## What is being asked
Each line from the one containing "blobs by hash" to the end of the records below should be restated word for word; please leave out all other lines.

********

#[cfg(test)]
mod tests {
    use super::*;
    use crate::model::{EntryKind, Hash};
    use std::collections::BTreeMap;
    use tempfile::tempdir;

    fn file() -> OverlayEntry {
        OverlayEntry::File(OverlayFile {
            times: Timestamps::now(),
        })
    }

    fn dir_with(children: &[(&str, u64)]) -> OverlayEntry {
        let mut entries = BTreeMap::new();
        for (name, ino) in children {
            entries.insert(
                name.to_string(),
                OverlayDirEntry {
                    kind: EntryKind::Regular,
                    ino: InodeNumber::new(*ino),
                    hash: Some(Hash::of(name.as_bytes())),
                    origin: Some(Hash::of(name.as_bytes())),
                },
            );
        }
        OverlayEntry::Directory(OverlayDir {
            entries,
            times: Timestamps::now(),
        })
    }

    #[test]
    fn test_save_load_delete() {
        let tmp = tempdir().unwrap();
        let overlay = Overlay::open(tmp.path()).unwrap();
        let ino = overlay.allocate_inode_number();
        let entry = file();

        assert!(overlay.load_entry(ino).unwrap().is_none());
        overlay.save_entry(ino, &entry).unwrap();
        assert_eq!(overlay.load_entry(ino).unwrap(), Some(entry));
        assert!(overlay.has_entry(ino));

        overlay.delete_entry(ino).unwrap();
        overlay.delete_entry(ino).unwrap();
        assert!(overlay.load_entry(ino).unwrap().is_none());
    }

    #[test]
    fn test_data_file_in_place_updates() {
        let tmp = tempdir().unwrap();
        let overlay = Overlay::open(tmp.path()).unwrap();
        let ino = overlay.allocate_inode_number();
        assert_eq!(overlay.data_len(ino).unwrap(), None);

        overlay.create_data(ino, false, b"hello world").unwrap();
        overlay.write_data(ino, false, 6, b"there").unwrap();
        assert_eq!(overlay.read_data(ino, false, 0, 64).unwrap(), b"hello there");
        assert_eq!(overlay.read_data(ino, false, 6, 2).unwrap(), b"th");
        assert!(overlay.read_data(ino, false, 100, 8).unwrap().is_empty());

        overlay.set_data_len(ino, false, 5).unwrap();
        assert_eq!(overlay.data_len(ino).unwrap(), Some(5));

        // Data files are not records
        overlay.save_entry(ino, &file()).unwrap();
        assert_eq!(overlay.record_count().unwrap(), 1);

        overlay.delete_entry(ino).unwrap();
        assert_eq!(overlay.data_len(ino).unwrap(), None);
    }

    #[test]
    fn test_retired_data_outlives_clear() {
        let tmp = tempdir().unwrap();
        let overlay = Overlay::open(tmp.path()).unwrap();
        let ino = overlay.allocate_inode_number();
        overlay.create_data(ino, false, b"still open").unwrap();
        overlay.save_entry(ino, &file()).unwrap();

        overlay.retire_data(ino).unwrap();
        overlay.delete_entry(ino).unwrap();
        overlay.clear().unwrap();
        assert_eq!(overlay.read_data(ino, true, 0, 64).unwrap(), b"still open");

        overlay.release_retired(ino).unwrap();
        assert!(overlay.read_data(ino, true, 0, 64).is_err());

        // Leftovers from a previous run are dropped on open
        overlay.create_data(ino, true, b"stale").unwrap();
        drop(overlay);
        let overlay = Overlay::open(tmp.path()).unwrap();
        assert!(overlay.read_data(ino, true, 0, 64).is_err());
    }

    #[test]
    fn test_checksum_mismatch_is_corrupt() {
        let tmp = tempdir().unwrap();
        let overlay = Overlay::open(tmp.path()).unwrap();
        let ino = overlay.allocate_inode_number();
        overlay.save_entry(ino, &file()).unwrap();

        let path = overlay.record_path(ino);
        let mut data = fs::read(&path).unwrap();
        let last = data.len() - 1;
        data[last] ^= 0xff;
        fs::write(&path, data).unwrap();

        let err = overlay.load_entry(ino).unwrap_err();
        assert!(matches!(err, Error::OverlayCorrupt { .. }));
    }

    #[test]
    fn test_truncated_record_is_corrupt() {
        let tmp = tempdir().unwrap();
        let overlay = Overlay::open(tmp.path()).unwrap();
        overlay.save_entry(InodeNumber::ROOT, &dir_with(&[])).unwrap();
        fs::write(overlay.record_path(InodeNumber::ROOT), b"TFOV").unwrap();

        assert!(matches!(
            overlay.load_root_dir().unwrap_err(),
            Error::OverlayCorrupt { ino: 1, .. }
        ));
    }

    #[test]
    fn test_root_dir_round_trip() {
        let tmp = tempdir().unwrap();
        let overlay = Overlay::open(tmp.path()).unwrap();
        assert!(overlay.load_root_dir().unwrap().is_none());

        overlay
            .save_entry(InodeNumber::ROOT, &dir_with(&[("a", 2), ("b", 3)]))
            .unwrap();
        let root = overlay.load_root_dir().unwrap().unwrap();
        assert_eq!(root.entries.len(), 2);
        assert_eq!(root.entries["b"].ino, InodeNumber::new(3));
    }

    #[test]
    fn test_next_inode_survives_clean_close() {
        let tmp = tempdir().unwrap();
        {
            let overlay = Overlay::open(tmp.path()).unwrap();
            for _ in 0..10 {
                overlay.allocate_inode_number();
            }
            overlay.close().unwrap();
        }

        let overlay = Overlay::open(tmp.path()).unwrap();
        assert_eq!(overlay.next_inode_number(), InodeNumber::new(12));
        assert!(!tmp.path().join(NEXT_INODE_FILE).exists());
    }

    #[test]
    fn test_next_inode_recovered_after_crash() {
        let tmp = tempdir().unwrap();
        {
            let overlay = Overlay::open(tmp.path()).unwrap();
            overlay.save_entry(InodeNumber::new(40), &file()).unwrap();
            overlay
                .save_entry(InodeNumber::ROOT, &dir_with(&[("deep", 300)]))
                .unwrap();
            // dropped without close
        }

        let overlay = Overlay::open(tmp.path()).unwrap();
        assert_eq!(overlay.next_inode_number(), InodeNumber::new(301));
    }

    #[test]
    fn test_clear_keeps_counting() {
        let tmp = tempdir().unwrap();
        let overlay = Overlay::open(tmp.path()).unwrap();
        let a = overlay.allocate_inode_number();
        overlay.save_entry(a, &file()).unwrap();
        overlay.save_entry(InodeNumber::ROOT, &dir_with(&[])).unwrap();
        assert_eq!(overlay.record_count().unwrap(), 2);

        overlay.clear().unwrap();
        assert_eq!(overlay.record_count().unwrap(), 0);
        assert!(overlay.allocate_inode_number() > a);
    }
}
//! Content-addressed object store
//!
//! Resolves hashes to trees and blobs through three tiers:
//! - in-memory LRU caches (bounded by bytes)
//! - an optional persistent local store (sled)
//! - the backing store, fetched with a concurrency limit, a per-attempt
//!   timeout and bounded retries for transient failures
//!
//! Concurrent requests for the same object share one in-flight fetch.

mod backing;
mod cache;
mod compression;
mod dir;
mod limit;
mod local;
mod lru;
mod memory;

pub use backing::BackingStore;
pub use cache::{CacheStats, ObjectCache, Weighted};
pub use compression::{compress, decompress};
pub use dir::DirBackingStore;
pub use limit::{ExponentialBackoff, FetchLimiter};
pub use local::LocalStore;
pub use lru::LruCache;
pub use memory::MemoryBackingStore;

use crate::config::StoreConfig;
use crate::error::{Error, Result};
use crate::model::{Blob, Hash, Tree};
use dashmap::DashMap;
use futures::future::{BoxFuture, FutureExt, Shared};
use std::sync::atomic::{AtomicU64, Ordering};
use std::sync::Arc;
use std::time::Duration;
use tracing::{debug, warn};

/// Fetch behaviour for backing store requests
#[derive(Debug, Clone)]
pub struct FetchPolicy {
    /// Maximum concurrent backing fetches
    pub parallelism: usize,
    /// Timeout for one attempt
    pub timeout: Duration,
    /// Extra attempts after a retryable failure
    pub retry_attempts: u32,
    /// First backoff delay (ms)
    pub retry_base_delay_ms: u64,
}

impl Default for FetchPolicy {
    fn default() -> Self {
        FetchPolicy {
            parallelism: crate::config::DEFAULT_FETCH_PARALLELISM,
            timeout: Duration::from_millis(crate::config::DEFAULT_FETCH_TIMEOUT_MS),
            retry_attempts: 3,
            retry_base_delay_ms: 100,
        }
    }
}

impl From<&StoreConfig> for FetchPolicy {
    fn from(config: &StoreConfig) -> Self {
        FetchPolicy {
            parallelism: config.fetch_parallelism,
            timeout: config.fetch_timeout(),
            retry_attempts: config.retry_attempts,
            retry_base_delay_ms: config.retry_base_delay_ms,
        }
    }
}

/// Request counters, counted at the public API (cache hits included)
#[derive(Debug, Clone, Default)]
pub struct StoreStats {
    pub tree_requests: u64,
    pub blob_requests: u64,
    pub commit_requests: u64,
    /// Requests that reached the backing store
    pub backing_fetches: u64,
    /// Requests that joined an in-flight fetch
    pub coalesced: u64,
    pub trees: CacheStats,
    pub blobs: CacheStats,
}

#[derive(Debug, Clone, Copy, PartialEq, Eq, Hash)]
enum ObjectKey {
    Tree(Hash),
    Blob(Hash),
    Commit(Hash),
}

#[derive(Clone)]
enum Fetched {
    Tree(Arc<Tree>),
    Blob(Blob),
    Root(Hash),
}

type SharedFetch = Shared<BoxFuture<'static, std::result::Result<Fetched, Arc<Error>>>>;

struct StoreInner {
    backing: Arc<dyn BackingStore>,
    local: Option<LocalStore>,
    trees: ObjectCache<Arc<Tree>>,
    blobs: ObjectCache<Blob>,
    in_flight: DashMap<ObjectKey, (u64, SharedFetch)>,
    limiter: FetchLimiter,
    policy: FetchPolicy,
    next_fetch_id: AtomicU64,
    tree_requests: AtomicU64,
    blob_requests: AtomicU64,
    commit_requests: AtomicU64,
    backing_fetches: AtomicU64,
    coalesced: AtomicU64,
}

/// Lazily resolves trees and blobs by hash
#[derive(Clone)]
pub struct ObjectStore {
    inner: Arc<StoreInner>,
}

********

## Solution for this problem
/// Lazily resolves trees and blobs by hash
#[derive(Clone)]
pub struct ObjectStore {
    inner: Arc<StoreInner>,
}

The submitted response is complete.